Il curriculum della Sciarra è indiscutibile, la sua provenienza «di sinistra» neppure, maligna un ex consigliere laico che preferisce l’anonimato e che punta il dito contro Mi: «Mettere la Sciarra alla Scuola superiore significa continuare ad avvelenare i pozzi e coltivare tra i nuovi magistrati la solita cultura delle toghe rosse che tanti danni ha fatto alla magistratura». In realtà la trattativa c’è stata, ma senza successo. Era stato lo stesso Basilico a rivelare i suoi sforzi alla ricerca di «un compromesso su nomi che dovevano convincere una pluralità di sensibilità, che per curriculum e per visione sono all’altezza della funzione». A lamentarsi del metodo non c’era soltanto il centrodestra, che ha iniziato a sentire puzza di inciucio tra i togati ma soprattutto la consigliera Md e i due indipendenti, che già dalla fine dell’anno scorso – quando la candidatura della Sciarra ha preso piede – si sono lamentati pubblicamente del metodo, senza troppi preamboli, smascherando l’esistenza di «trattative e magheggi frutto della troppa discrezionalità».
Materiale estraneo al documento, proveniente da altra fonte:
/// Order-preserving join of several settlements into one handle.
///
/// The first member failure settles the join; a join that already settled
/// ignores the remaining members.
struct JoinState<V> {
    slots: std::cell::RefCell<Vec<Option<V>>>,
    remaining: std::cell::Cell<usize>,
    completer: std::cell::RefCell<Option<crate::handle::Completer<Vec<V>>>>,
}

impl<V: Clone + 'static> JoinState<V> {
    fn new(len: usize, completer: crate::handle::Completer<Vec<V>>) -> Self {
        Self {
            slots: std::cell::RefCell::new(vec![None; len]),
            remaining: std::cell::Cell::new(len),
            completer: std::cell::RefCell::new(Some(completer)),
        }
    }

    fn fill(&self, index: usize, outcome: Result<V, Cause>) {
        let Some(completer) = self.completer.borrow_mut().take() else {
            return;
        };
        match outcome {
            Err(cause) => completer.reject(cause),
            Ok(value) => {
                self.slots.borrow_mut()[index] = Some(value);
                self.remaining.set(self.remaining.get() - 1);
                if self.remaining.get() == 0 {
                    let values = self
                        .slots
                        .borrow_mut()
                        .iter_mut()
                        .map(|slot| slot.take().expect("join slot missing"))
                        .collect();
                    completer.resolve(values);
                } else {
                    *self.completer.borrow_mut() = Some(completer);
                }
            }
        }
    }
}

#[cfg(test)]
mod tests {
    use super::*;

    fn fault(msg: &str) -> Cause {
        Cause::fault(anyhow::anyhow!("{msg}"))
    }

    #[test]
    fn wrap_coerces_materials() {
        assert!(matches!(
            FutureValue::wrap(Material::from(3)),
            FutureValue::Present(3)
        ));
        let (_completer, handle) = AsyncHandle::<i32>::channel();
        assert!(FutureValue::<i32>::wrap(Material::handle(handle)).is_pending());
        assert!(
            FutureValue::<i32>::wrap(Material::future(FutureValue::<i32>::Error(fault("x"))))
                .error_cause()
                .is_some()
        );
    }

    #[test]
    fn map_applies_on_present() {
        let mapped = FutureValue::Present(4).map(|v| Ok(Material::from(v + 1)));
        assert_eq!(mapped.present(), Some(5));
    }

    #[test]
    fn map_catches_failure() {
        let mapped: FutureValue<i32> =
            FutureValue::Present(4).map(|_| Err(anyhow::anyhow!("broken")));
        assert!(mapped.error_cause().is_some());
    }

    #[test]
    fn map_is_identity_on_error_and_absent() {
        let err: FutureValue<i32> =
            FutureValue::Error(fault("e")).map(|v: i32| Ok(Material::from(v)));
        assert!(err.error_cause().is_some());
        let absent: FutureValue<i32> = FutureValue::Absent.map(|v: i32| Ok(Material::from(v)));
        assert!(absent.is_absent());
    }

    #[test]
    fn map_defers_on_pending() {
        let (completer, handle) = AsyncHandle::<i32>::channel();
        let mapped = FutureValue::Pending(handle).map(|v| Ok(Material::from(v * 10)));
        let FutureValue::Pending(mapped) = mapped else {
            panic!("expected pending");
        };
        completer.resolve(4);
        assert!(matches!(mapped.settled_result(), Some(Ok(40))));
    }

    #[test]
    fn then_sees_both_outcomes() {
        let ok = FutureValue::Present(1).then(|r| Ok(Material::from(r.is_ok())));
        assert_eq!(ok.present(), Some(true));
        let err = FutureValue::<i32>::Error(fault("e")).then(|r| Ok(Material::from(r.is_ok())));
        assert_eq!(err.present(), Some(false));
    }

    #[test]
    fn or_substitutes_only_when_absent() {
        assert_eq!(FutureValue::Absent.or(9).present(), Some(9));
        assert_eq!(FutureValue::Present(1).or(9).present(), Some(1));
        assert!(FutureValue::<i32>::Error(fault("e"))
            .or(9)
            .error_cause()
            .is_some());
    }

    #[test]
    fn value_or_never_fails() {
        assert_eq!(FutureValue::Present(1).value_or(7), 1);
        assert_eq!(FutureValue::<i32>::Error(fault("e")).value_or(7), 7);
        assert_eq!(FutureValue::<i32>::Absent.value_or(7), 7);
    }

    #[test]
    fn ready_classifies_variants() {
        assert_eq!(FutureValue::Present(2).ready().unwrap(), 2);
        assert!(matches!(
            FutureValue::<i32>::Error(fault("e")).ready(),
            Err(FlowError::Failed(_))
        ));
        assert!(matches!(
            FutureValue::<i32>::Absent.ready(),
            Err(FlowError::Failed(_))
        ));
        let (_completer, handle) = AsyncHandle::<i32>::channel();
        assert!(matches!(
            FutureValue::Pending(handle).ready(),
            Err(FlowError::Suspend(_))
        ));
    }

    #[test]
    fn all_present_collects_in_order() {
        let joined = FutureValue::all(vec![
            FutureValue::Present(1),
            FutureValue::Present(2),
            FutureValue::Present(3),
        ]);
        assert_eq!(joined.present(), Some(vec![1, 2, 3]));
    }

    #[test]
    fn all_returns_first_error_before_pending() {
        let (_completer, handle) = AsyncHandle::<i32>::channel();
        let joined = FutureValue::all(vec![
            FutureValue::Error(fault("first")),
            FutureValue::Pending(handle),
            FutureValue::Error(fault("second")),
        ]);
        let cause = joined.error_cause().expect("expected error");
        assert!(cause.to_string().contains("first"));
    }

    #[test]
    fn all_is_pending_until_members_settle() {
        let (ca, ha) = AsyncHandle::<i32>::channel();
        let (cb, hb) = AsyncHandle::<i32>::channel();
        let joined = FutureValue::all(vec![
            FutureValue::Pending(ha),
            FutureValue::Present(5),
            FutureValue::Pending(hb),
        ]);
        let FutureValue::Pending(joined) = joined else {
            panic!("expected pending");
        };
        assert!(joined.settled_result().is_none());
        ca.resolve(1);
        assert!(joined.settled_result().is_none());
        cb.resolve(3);
        assert!(matches!(joined.settled_result(), Some(Ok(v)) if v == vec![1, 5, 3]));
    }

    #[test]
    fn all_rejects_when_member_fails_late() {
        let (completer, handle) = AsyncHandle::<i32>::channel();
        let joined = FutureValue::all(vec![FutureValue::Pending(handle), FutureValue::Present(2)]);
        let FutureValue::Pending(joined) = joined else {
            panic!("expected pending");
        };
        completer.reject(fault("late"));
        assert!(matches!(joined.settled_result(), Some(Err(_))));
    }

    #[test]
    fn all_settled_never_short_circuits() {
        let (completer, handle) = AsyncHandle::<i32>::channel();
        let joined = FutureValue::all_settled(vec![
            FutureValue::Error(fault("kept")),
            FutureValue::Pending(handle),
        ]);
        let FutureValue::Pending(joined) = joined else {
            panic!("expected pending");
        };
        completer.resolve(9);
        let slots = joined.settled_result().unwrap().unwrap();
        assert!(slots[0].is_err());
        assert!(matches!(slots[1], Ok(9)));
    }
}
Ma sulla Sciarra pesa anche un’altra vicenda: quella della sentenza della Corte costituzionale secondo cui basterebbe evitare di iscrivere parlamentari nel registro degli indagati per poterli intercettare, scavalcando l’articolo 68, terzo comma, della Costituzione. È la sera dell’Hotel Champagne tra l’8 e il 9 maggio 2019, quella della presunta congiura da cui di fatto nacque lo scandalo Palamara che demolì mezzo Csm di allora (si dimisero i cinque consiglieri presenti Luigi Spina, Gianluigi Morlini, Paolo Criscuoli, Antonio Lepre e Corrado Cartoni). Secondo la ricostruzione dell’allora braccio destro della Sciarra Nicolò Zanon del 15 dicembre scorso, durante la presentazione del libro La Gogna di Alessandro Barbano (oggi direttore del Messaggero), la decisione della Corte di utilizzare le intercettazioni di Cosimo Ferri e Luca Lotti captate dal cellulare di Palamara e finite su Fatto, Repubblica, Corriere della Sera e Verità prima che agli atti, fu uno scandalo. Poi disse di essere stato frainteso, oggi l’orientamento giurisprudenziale è di segno opposto ma tant’è.
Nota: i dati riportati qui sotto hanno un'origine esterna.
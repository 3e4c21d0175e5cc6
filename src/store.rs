//! The registry: name → entry mapping and batched propagation.
//!
//! A [`Store`] is cheap to clone; all state lives behind one shared
//! allocation. Entries are created lazily on first access and live for the
//! store's lifetime.
//!
//! Invalidation and notification are batched: while a batch is open,
//! invalidations and subscriber callbacks accumulate instead of running.
//! Closing the outermost batch first drains invalidations to a fixpoint, then
//! fires every queued subscriber exactly once — observers never see a
//! partially propagated update.

use std::cell::{Cell, RefCell};
use std::collections::{HashMap, HashSet};
use std::rc::{Rc, Weak};

use ahash::RandomState;

use crate::access::WriteAccess;
use crate::entry::{AnyEntry, Capability, EntryCell};
use crate::key::Key;
use crate::snapshot::{self, Bridge, Codec, Snapshot, SnapshotError, SourceAdapter};
use crate::tracer::{NoopTracer, Tracer};

/// The dependency-tracked cache of named asynchronous values.
#[derive(Clone)]
pub struct Store {
    inner: Rc<StoreInner>,
}

pub(crate) struct WeakStore(Weak<StoreInner>);

impl WeakStore {
    pub(crate) fn upgrade(&self) -> Option<Store> {
        self.0.upgrade().map(|inner| Store { inner })
    }
}

pub(crate) struct StoreInner {
    entries: RefCell<HashMap<Key, Rc<dyn AnyEntry>, RandomState>>,
    batch: RefCell<BatchState>,
    draining: Cell<bool>,
    eval_stack: RefCell<Vec<Key>>,
    tracer: RefCell<Rc<dyn Tracer>>,
    pub(crate) bridge: Bridge,
    sealed: Cell<bool>,
}

#[derive(Default)]
struct BatchState {
    depth: usize,
    invalidations: Vec<Rc<dyn AnyEntry>>,
    invalidation_seen: HashSet<Key, RandomState>,
    notifications: Vec<Rc<dyn Fn()>>,
    notification_seen: HashSet<(Key, usize), RandomState>,
}

impl Default for Store {
    fn default() -> Self {
        Self::new()
    }
}

impl Store {
    fn with_bridge(bridge: Bridge) -> Self {
        Store {
            inner: Rc::new(StoreInner {
                entries: RefCell::new(HashMap::with_hasher(RandomState::new())),
                batch: RefCell::new(BatchState::default()),
                draining: Cell::new(false),
                eval_stack: RefCell::new(Vec::new()),
                tracer: RefCell::new(Rc::new(NoopTracer)),
                bridge,
                sealed: Cell::new(false),
            }),
        }
    }

    /// A plain store: no recording, no replay.
    pub fn new() -> Self {
        Self::with_bridge(Bridge::direct())
    }

    /// A store that notes touched entries for snapshotting.
    pub fn recording() -> Self {
        Self::with_bridge(Bridge::recording())
    }

    /// A store that replays a snapshot: the first access to a recorded name
    /// is pre-seeded instead of recomputed.
    pub fn replaying(snapshot: Snapshot) -> Self {
        Self::with_bridge(Bridge::replaying(snapshot))
    }

    /// Install a tracer for engine diagnostics.
    pub fn set_tracer(&self, tracer: Rc<dyn Tracer>) {
        *self.inner.tracer.borrow_mut() = tracer;
    }

    pub(crate) fn tracer(&self) -> Rc<dyn Tracer> {
        self.inner.tracer.borrow().clone()
    }

    pub(crate) fn downgrade(&self) -> WeakStore {
        WeakStore(Rc::downgrade(&self.inner))
    }

    pub(crate) fn bridge(&self) -> &Bridge {
        &self.inner.bridge
    }

    /// Resolve or create the typed entry cell for a key.
    ///
    /// Re-registering a name with a different value type or capability is a
    /// protocol error.
    pub(crate) fn cell<T: Clone + 'static>(
        &self,
        key: &Key,
        capability: Capability,
    ) -> Rc<EntryCell<T>> {
        let existing = self.inner.entries.borrow().get(key).cloned();
        if let Some(existing) = existing {
            if existing.capability() != capability {
                panic!(
                    "entry `{key}` is already registered as {:?}",
                    existing.capability()
                );
            }
            return existing
                .as_any()
                .downcast::<EntryCell<T>>()
                .unwrap_or_else(|_| {
                    panic!("entry `{key}` is already registered with a different value type")
                });
        }
        let cell = EntryCell::<T>::new(key.clone(), capability);
        let erased = cell.clone() as Rc<dyn AnyEntry>;
        self.inner
            .entries
            .borrow_mut()
            .insert(key.clone(), erased.clone());
        self.inner.bridge.wire_pending_edges(key, &erased);
        cell
    }

    /// Resolve the typed cell the way entry kinds do: create it lazily, note
    /// the definition when recording, and consume a waiting replay record.
    pub(crate) fn materialize<T: Clone + 'static>(
        &self,
        key: &Key,
        capability: Capability,
        codec: Option<&Rc<dyn Codec<T>>>,
    ) -> Rc<EntryCell<T>> {
        let cell = self.cell::<T>(key, capability);
        if self.inner.bridge.is_recording() {
            self.inner
                .bridge
                .note(Rc::new(SourceAdapter::new(key.clone(), codec.cloned())));
        }
        snapshot::try_restore(self, key, &cell, codec);
        cell
    }

    /// The typed entry cell, if the key was ever materialized.
    pub(crate) fn existing_cell<T: Clone + 'static>(&self, key: &Key) -> Option<Rc<EntryCell<T>>> {
        let existing = self.inner.entries.borrow().get(key).cloned()?;
        Some(existing.as_any().downcast::<EntryCell<T>>().unwrap_or_else(|_| {
            panic!("entry `{key}` is already registered with a different value type")
        }))
    }

    pub(crate) fn existing_any(&self, key: &Key) -> Option<Rc<dyn AnyEntry>> {
        self.inner.entries.borrow().get(key).cloned()
    }

    // ------------------------------------------------------------------
    // Batching
    // ------------------------------------------------------------------

    /// Open a batch. Reentrant; reference-counted.
    pub fn start_batch(&self) {
        self.inner.batch.borrow_mut().depth += 1;
    }

    /// Close a batch. Closing the outermost batch drains pending
    /// invalidations and fires queued subscriber callbacks.
    pub fn end_batch(&self) {
        {
            let mut batch = self.inner.batch.borrow_mut();
            if batch.depth == 0 {
                panic!("end_batch without a matching start_batch");
            }
            batch.depth -= 1;
            if batch.depth > 0 {
                return;
            }
        }
        if !self.inner.draining.get() {
            self.drain();
        }
    }

    /// Queue subscriber callbacks, deduplicated per subscription.
    pub(crate) fn queue_notifications(&self, key: &Key, subs: Vec<(usize, Rc<dyn Fn()>)>) {
        {
            let mut batch = self.inner.batch.borrow_mut();
            for (id, callback) in subs {
                if batch.notification_seen.insert((key.clone(), id)) {
                    batch.notifications.push(callback);
                }
            }
        }
        self.drain_if_idle();
    }

    /// Queue downstream entries for invalidation, deduplicated per key.
    pub(crate) fn queue_invalidations(&self, entries: Vec<Rc<dyn AnyEntry>>) {
        {
            let mut batch = self.inner.batch.borrow_mut();
            for entry in entries {
                if batch.invalidation_seen.insert(entry.key().clone()) {
                    batch.invalidations.push(entry);
                }
            }
        }
        self.drain_if_idle();
    }

    fn drain_if_idle(&self) {
        let idle = self.inner.batch.borrow().depth == 0;
        if idle && !self.inner.draining.get() {
            self.drain();
        }
    }

    /// Propagate all pending invalidations to a fixpoint, then fire each
    /// queued subscriber callback exactly once.
    fn drain(&self) {
        self.inner.draining.set(true);
        loop {
            let pending = {
                let mut batch = self.inner.batch.borrow_mut();
                if batch.invalidations.is_empty() {
                    break;
                }
                batch.invalidation_seen.clear();
                std::mem::take(&mut batch.invalidations)
            };
            for entry in pending {
                entry.invalidate_dyn(self, false);
            }
        }
        self.inner.draining.set(false);
        let callbacks = {
            let mut batch = self.inner.batch.borrow_mut();
            batch.notification_seen.clear();
            std::mem::take(&mut batch.notifications)
        };
        for callback in callbacks {
            callback();
        }
    }

    // ------------------------------------------------------------------
    // Evaluation stack (cycle detection)
    // ------------------------------------------------------------------

    pub(crate) fn eval_push(&self, key: &Key) {
        self.inner.eval_stack.borrow_mut().push(key.clone());
    }

    pub(crate) fn eval_pop(&self) {
        self.inner.eval_stack.borrow_mut().pop();
    }

    /// The cycle path, if reading `key` would re-enter a running computation.
    pub(crate) fn cycle_with(&self, key: &Key) -> Option<Vec<String>> {
        let stack = self.inner.eval_stack.borrow();
        if !stack.contains(key) {
            return None;
        }
        let mut path: Vec<String> = stack.iter().map(|k| k.to_string()).collect();
        path.push(key.to_string());
        Some(path)
    }

    // ------------------------------------------------------------------
    // Write window
    // ------------------------------------------------------------------

    /// Close the one-shot initialization window of a recording store.
    ///
    /// Writes after sealing are protocol errors; a recording pass must not
    /// mutate state once serialization may have begun.
    pub fn seal(&self) {
        self.inner.sealed.set(true);
    }

    pub(crate) fn assert_writable(&self, key: &Key) {
        if self.inner.sealed.get() && self.inner.bridge.is_recording() {
            panic!("entry `{key}` cannot be written after the recording store is sealed");
        }
    }

    // ------------------------------------------------------------------
    // Write access blocks
    // ------------------------------------------------------------------

    /// Run a closure against a write access object inside one batch.
    ///
    /// All invalidations triggered by the closure are propagated together,
    /// and every affected subscriber fires at most once, after the closure
    /// returns. The access object is locked afterwards; escaping clones
    /// cannot write outside the window.
    pub fn with_access<R>(&self, f: impl FnOnce(&WriteAccess) -> R) -> R {
        self.with_access_forbidding(None, f)
    }

    pub(crate) fn with_access_forbidding<R>(
        &self,
        forbidden: Option<Key>,
        f: impl FnOnce(&WriteAccess) -> R,
    ) -> R {
        let access = WriteAccess::new(self.clone(), forbidden);
        self.start_batch();
        let out = f(&access);
        access.lock();
        self.end_batch();
        out
    }

    // ------------------------------------------------------------------
    // Snapshot bridge plumbing
    // ------------------------------------------------------------------

    /// Serialize the settled noted entries of a recording store into a
    /// snapshot chunk.
    ///
    /// Pending entries are deferred to a later flush; with `last` set a
    /// still-pending entry is an error. A name serialized once with a codec
    /// must not be re-serialized without one, nor the reverse.
    pub fn flush(&self, last: bool) -> Result<Snapshot, SnapshotError> {
        self.inner.bridge.flush(self, last)
    }
}

/// Handle to one subscriber callback; dropping it unsubscribes.
pub struct Subscription {
    store: WeakStore,
    key: Key,
    id: usize,
}

impl Subscription {
    pub(crate) fn new(store: WeakStore, key: Key, id: usize) -> Self {
        Self { store, key, id }
    }

    /// Remove the callback now instead of on drop.
    pub fn unsubscribe(self) {
        drop(self);
    }
}

impl Drop for Subscription {
    fn drop(&mut self) {
        if let Some(store) = self.store.upgrade() {
            if let Some(entry) = store.existing_any(&self.key) {
                entry.unsubscribe(self.id);
            }
        }
    }
}

#[cfg(test)]
mod tests {
    use super::*;
    use crate::value::FutureValue;

    #[test]
    fn cells_are_created_lazily_and_shared() {
        let store = Store::new();
        let key = Key::new("x");
        let a = store.cell::<i32>(&key, Capability::Settable);
        let b = store.cell::<i32>(&key, Capability::Settable);
        assert!(Rc::ptr_eq(&a, &b));
        assert!(store.existing_any(&key).is_some());
        assert!(store.existing_any(&Key::new("y")).is_none());
    }

    #[test]
    #[should_panic(expected = "different value type")]
    fn type_mismatch_is_a_protocol_error() {
        let store = Store::new();
        let key = Key::new("x");
        let _ = store.cell::<i32>(&key, Capability::Settable);
        let _ = store.cell::<String>(&key, Capability::Settable);
    }

    #[test]
    #[should_panic(expected = "already registered as")]
    fn capability_mismatch_is_a_protocol_error() {
        let store = Store::new();
        let key = Key::new("x");
        let _ = store.cell::<i32>(&key, Capability::Settable);
        let _ = store.cell::<i32>(&key, Capability::Readable);
    }

    #[test]
    #[should_panic(expected = "without a matching start_batch")]
    fn unbalanced_end_batch_panics() {
        let store = Store::new();
        store.end_batch();
    }

    #[test]
    fn batch_defers_subscriber_callbacks() {
        let store = Store::new();
        let key = Key::new("x");
        let cell = store.cell::<i32>(&key, Capability::Settable);
        let hits = Rc::new(Cell::new(0));
        let hits2 = hits.clone();
        cell.subscribe(Rc::new(move || hits2.set(hits2.get() + 1)));
        cell.apply(&store, FutureValue::Present(1), None);

        store.start_batch();
        cell.invalidate(&store, false);
        assert_eq!(hits.get(), 0, "notification must wait for the batch");
        store.end_batch();
        assert_eq!(hits.get(), 1);
    }

    #[test]
    fn duplicate_invalidation_in_one_batch_notifies_once() {
        let store = Store::new();
        let key = Key::new("x");
        let cell = store.cell::<i32>(&key, Capability::Settable);
        let hits = Rc::new(Cell::new(0));
        let hits2 = hits.clone();
        cell.subscribe(Rc::new(move || hits2.set(hits2.get() + 1)));
        cell.apply(&store, FutureValue::Present(1), None);

        store.start_batch();
        cell.invalidate(&store, false);
        cell.invalidate(&store, false);
        store.end_batch();
        assert_eq!(hits.get(), 1);
    }
}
Piccola curiosità: qualche ora prima della decisione, la giornalista Liana Milella (che per mesi ha sponsorizzato la nomina della Sciarra alla Scuola superiore) anticipò su Repubblica.it che la Corte le avrebbe considerate inutilizzabili. La Sciarra smentì ma nel frattempo il relatore cambiò e fu Stefano Petitti di Md, una passione da ultrà all’Olimpico per la Roma, a decidere di avallarne l’utilizzo. Tu chiamale, se vuoi, coincidenze..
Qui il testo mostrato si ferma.